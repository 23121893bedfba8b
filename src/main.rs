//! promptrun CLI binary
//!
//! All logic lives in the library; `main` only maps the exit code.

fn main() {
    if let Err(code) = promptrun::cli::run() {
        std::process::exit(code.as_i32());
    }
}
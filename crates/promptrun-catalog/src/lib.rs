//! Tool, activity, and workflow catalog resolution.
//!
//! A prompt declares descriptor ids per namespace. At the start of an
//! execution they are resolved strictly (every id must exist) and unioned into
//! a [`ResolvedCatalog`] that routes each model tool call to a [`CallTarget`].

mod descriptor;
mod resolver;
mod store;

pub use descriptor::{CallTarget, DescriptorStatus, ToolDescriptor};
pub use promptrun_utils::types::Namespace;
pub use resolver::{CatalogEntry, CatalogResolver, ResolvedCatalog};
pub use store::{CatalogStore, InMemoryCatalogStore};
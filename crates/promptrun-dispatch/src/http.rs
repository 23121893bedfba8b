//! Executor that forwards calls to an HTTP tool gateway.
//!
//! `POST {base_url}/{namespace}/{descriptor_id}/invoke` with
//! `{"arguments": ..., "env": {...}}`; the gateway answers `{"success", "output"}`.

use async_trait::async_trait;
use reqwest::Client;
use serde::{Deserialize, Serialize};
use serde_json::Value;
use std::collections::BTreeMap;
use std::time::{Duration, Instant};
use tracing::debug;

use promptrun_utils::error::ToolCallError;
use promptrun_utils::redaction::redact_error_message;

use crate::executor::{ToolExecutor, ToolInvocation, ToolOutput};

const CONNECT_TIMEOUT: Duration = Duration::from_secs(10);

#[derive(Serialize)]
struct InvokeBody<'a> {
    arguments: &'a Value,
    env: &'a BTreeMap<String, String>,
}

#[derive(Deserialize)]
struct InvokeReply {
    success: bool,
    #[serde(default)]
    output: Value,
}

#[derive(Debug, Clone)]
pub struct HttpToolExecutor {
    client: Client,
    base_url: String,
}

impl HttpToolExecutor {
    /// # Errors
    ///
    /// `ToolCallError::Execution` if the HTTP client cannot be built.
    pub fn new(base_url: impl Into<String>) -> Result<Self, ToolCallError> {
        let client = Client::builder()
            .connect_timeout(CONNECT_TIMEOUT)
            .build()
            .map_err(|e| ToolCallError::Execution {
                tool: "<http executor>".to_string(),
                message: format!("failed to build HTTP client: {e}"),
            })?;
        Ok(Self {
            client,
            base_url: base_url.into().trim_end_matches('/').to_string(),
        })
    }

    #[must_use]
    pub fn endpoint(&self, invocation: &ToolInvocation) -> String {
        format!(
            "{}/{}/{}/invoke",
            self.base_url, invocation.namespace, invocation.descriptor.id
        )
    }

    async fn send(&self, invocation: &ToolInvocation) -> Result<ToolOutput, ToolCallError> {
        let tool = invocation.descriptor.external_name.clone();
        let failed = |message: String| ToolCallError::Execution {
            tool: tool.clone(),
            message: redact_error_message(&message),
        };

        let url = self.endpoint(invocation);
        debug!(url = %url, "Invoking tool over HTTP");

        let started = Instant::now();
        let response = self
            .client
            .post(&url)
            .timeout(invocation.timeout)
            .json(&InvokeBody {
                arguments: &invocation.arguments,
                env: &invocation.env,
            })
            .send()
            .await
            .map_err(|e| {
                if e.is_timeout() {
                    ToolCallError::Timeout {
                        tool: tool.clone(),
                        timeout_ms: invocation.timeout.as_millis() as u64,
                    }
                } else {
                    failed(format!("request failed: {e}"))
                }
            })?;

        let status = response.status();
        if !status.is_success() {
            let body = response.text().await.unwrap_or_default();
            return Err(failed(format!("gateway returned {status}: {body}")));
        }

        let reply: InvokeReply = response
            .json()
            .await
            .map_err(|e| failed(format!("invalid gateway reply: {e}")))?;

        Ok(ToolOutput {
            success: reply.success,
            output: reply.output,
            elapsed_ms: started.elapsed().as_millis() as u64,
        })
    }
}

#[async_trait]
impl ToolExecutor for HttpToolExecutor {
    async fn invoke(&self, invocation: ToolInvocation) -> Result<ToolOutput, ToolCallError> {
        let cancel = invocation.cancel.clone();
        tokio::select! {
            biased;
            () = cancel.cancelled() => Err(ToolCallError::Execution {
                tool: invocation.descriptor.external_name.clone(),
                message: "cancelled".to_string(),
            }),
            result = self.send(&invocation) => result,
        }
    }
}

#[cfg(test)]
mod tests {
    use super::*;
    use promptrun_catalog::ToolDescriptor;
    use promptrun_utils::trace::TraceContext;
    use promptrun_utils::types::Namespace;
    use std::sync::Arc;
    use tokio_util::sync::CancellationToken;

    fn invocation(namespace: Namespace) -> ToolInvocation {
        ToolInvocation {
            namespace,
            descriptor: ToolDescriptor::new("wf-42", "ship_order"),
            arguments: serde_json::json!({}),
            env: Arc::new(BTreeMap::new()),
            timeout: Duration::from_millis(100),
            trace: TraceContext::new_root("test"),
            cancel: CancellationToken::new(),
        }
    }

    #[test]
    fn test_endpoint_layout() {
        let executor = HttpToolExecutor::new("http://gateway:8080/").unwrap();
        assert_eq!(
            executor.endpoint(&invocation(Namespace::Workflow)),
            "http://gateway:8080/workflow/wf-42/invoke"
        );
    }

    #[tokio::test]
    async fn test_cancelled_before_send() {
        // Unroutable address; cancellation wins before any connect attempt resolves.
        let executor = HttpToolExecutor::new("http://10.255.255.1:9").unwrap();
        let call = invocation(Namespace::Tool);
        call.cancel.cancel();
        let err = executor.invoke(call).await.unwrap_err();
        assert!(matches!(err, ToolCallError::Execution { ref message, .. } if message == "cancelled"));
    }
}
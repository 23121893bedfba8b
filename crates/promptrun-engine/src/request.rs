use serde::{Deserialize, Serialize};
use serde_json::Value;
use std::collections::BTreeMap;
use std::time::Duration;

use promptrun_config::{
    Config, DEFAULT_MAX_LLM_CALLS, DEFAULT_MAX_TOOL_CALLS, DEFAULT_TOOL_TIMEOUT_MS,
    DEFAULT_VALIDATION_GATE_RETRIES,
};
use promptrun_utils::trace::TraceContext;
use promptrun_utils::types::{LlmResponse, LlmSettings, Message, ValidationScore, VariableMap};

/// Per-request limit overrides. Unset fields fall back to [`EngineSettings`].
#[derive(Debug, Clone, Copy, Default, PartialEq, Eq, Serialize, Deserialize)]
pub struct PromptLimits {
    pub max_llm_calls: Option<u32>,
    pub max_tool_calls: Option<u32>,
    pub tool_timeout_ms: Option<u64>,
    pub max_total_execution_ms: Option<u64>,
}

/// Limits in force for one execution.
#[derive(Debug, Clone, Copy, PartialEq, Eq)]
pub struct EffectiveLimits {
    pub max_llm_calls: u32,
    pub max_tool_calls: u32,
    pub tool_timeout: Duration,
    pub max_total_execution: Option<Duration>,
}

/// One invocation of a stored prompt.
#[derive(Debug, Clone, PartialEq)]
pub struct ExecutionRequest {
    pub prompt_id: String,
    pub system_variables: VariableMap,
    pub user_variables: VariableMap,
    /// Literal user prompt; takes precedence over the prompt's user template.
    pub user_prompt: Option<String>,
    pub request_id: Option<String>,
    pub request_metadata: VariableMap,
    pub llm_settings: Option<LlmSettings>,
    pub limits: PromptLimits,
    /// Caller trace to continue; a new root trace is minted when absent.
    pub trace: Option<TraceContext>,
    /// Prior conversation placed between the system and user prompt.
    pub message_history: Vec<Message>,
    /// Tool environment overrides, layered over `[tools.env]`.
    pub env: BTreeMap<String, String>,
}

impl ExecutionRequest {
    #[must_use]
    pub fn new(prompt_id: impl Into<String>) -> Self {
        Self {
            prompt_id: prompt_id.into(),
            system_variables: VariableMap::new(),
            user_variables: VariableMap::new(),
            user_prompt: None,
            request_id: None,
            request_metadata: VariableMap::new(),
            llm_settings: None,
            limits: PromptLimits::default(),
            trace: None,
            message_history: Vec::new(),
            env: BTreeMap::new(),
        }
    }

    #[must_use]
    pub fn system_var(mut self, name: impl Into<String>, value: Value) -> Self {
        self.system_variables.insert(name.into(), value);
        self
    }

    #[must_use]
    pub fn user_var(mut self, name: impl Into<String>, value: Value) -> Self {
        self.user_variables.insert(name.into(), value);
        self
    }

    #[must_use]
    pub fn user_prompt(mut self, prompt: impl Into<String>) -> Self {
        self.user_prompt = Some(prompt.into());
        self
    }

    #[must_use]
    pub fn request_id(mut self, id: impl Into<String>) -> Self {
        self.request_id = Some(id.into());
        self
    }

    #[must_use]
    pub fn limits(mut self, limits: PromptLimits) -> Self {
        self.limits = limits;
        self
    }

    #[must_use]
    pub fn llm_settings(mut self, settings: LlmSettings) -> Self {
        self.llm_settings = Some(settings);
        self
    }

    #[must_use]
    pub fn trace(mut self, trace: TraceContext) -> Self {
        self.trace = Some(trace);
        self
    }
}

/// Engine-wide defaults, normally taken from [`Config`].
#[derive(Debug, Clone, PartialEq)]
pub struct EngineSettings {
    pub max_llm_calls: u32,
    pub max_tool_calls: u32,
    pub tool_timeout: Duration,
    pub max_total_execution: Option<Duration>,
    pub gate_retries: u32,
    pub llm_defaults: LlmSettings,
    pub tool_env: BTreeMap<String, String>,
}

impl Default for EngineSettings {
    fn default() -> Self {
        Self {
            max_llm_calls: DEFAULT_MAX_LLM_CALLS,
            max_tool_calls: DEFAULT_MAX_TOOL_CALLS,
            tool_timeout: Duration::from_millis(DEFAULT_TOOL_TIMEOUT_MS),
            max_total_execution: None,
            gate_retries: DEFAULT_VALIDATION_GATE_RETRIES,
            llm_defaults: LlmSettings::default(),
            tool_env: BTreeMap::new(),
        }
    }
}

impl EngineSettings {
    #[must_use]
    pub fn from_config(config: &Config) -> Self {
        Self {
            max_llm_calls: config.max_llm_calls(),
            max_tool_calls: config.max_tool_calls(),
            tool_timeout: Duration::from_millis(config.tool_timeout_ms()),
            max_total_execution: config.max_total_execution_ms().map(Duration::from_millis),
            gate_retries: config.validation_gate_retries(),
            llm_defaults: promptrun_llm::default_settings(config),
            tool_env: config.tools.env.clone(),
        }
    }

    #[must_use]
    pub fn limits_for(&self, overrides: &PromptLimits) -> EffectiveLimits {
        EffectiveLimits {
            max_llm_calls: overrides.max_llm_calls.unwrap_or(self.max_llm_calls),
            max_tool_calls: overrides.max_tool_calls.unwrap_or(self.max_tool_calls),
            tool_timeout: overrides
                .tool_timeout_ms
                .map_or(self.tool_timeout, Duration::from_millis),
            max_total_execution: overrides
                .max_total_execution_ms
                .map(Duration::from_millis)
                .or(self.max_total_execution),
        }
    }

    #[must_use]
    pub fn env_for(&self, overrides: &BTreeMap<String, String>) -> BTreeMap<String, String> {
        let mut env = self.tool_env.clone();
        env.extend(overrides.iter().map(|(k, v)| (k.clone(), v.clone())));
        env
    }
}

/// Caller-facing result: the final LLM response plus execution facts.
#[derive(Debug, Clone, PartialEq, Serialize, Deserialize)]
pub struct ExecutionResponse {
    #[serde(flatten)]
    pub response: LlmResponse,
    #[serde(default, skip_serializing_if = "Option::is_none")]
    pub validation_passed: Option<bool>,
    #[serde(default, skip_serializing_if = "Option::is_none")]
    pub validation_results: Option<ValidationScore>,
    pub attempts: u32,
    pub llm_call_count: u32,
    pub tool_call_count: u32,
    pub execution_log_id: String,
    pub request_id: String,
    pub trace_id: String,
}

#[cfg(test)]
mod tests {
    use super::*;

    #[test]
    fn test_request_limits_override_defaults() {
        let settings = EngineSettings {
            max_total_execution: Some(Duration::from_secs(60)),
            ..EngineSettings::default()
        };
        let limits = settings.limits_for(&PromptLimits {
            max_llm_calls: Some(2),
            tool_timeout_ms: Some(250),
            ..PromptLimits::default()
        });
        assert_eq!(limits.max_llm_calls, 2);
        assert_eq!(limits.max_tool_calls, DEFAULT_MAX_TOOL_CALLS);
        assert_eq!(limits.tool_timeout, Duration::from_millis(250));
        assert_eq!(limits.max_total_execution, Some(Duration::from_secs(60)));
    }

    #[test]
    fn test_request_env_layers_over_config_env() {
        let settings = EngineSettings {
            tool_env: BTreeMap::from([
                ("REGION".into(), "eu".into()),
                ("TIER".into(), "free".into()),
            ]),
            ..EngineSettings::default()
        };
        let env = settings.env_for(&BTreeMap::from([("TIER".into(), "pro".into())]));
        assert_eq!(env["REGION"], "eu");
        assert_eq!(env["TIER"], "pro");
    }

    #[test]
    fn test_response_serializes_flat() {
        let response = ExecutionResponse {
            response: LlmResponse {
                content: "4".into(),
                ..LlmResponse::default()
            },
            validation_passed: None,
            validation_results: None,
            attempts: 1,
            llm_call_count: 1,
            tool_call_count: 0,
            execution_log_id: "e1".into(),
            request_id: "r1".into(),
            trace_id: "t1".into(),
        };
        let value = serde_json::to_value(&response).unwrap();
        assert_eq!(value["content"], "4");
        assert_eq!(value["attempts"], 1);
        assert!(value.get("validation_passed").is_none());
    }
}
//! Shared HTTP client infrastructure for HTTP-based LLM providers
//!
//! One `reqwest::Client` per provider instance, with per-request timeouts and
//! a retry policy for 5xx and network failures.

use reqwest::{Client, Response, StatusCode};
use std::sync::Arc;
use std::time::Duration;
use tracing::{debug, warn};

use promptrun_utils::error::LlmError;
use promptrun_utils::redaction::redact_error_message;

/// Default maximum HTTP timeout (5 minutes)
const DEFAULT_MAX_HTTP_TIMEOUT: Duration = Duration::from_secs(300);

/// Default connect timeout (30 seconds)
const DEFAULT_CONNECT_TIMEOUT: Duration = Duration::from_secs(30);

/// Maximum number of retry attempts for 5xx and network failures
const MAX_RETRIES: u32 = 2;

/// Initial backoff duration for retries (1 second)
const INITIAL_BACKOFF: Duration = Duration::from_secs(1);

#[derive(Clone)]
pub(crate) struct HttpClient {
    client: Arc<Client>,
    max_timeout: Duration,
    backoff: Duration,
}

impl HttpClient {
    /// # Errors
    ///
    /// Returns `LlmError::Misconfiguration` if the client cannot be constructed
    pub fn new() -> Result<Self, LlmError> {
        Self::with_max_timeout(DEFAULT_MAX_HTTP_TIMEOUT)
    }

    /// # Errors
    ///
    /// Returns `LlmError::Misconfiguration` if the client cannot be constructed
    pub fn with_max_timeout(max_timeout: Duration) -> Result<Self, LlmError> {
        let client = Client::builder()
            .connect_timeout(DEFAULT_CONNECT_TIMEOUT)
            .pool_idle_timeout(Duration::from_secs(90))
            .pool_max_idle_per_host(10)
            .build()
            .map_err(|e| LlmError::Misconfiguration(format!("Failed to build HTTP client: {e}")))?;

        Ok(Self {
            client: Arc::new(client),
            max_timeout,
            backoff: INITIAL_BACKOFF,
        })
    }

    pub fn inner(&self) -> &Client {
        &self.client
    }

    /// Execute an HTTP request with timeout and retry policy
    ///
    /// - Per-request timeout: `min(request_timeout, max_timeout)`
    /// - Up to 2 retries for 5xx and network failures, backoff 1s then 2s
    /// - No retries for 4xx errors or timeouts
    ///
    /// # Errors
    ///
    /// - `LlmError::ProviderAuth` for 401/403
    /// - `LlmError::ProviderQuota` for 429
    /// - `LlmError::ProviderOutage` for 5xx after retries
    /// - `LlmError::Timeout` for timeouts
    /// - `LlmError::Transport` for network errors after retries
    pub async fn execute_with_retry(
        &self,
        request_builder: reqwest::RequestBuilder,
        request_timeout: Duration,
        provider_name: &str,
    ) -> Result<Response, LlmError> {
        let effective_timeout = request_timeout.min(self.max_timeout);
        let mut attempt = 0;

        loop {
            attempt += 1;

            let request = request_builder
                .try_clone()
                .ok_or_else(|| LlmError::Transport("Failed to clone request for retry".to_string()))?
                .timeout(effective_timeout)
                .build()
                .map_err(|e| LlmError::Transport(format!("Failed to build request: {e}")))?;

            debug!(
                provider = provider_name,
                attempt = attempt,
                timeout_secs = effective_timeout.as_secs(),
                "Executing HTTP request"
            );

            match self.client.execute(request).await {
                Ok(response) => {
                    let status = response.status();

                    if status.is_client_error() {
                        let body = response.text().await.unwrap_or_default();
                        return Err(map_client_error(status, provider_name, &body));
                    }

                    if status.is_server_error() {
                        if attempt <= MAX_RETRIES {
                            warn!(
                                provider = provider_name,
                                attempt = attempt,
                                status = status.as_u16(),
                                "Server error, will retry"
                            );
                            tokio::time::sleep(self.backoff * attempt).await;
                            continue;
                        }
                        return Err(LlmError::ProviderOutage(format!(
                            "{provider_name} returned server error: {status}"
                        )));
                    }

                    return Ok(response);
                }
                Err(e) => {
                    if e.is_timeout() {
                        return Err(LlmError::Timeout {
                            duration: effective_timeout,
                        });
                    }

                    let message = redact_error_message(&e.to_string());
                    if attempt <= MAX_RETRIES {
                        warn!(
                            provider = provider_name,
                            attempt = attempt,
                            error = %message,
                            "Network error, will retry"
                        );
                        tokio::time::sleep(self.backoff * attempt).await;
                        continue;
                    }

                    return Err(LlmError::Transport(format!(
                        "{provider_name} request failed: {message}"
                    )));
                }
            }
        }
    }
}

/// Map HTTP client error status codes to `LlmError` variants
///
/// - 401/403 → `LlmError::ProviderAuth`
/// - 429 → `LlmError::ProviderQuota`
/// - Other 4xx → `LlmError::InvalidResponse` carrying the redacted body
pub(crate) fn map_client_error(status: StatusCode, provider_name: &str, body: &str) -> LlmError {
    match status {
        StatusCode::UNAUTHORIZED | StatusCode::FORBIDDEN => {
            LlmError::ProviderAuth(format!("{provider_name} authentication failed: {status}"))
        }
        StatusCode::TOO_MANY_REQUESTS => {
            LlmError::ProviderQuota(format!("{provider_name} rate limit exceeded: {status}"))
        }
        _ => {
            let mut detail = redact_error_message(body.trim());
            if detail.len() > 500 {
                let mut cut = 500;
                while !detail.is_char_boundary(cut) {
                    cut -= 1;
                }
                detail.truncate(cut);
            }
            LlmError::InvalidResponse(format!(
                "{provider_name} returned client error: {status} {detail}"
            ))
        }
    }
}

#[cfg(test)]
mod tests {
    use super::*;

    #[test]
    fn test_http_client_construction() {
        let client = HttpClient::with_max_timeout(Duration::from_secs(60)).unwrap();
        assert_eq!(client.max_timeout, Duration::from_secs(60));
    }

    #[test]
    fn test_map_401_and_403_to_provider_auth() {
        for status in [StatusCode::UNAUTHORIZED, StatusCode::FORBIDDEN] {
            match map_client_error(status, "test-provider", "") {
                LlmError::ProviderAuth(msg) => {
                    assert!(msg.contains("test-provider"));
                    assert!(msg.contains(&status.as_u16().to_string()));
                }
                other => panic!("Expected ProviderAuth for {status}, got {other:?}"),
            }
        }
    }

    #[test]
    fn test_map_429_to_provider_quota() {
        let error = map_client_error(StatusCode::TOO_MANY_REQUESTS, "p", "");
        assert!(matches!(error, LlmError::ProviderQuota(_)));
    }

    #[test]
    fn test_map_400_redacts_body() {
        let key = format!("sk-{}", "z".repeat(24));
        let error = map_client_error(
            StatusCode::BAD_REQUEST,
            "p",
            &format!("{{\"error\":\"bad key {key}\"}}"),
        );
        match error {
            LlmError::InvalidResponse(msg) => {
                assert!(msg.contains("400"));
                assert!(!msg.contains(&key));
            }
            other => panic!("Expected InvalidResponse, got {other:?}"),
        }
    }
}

[Work required] There is a run of lines above from the one with "Map HTTP client" to the one with "body: &str) ->"; print exactly that run, both ends included, and nothing else.

[Result of the exercise]
/// Map HTTP client error status codes to `LlmError` variants
///
/// - 401/403 → `LlmError::ProviderAuth`
/// - 429 → `LlmError::ProviderQuota`
/// - Other 4xx → `LlmError::InvalidResponse` carrying the redacted body
pub(crate) fn map_client_error(status: StatusCode, provider_name: &str, body: &str) -> LlmError {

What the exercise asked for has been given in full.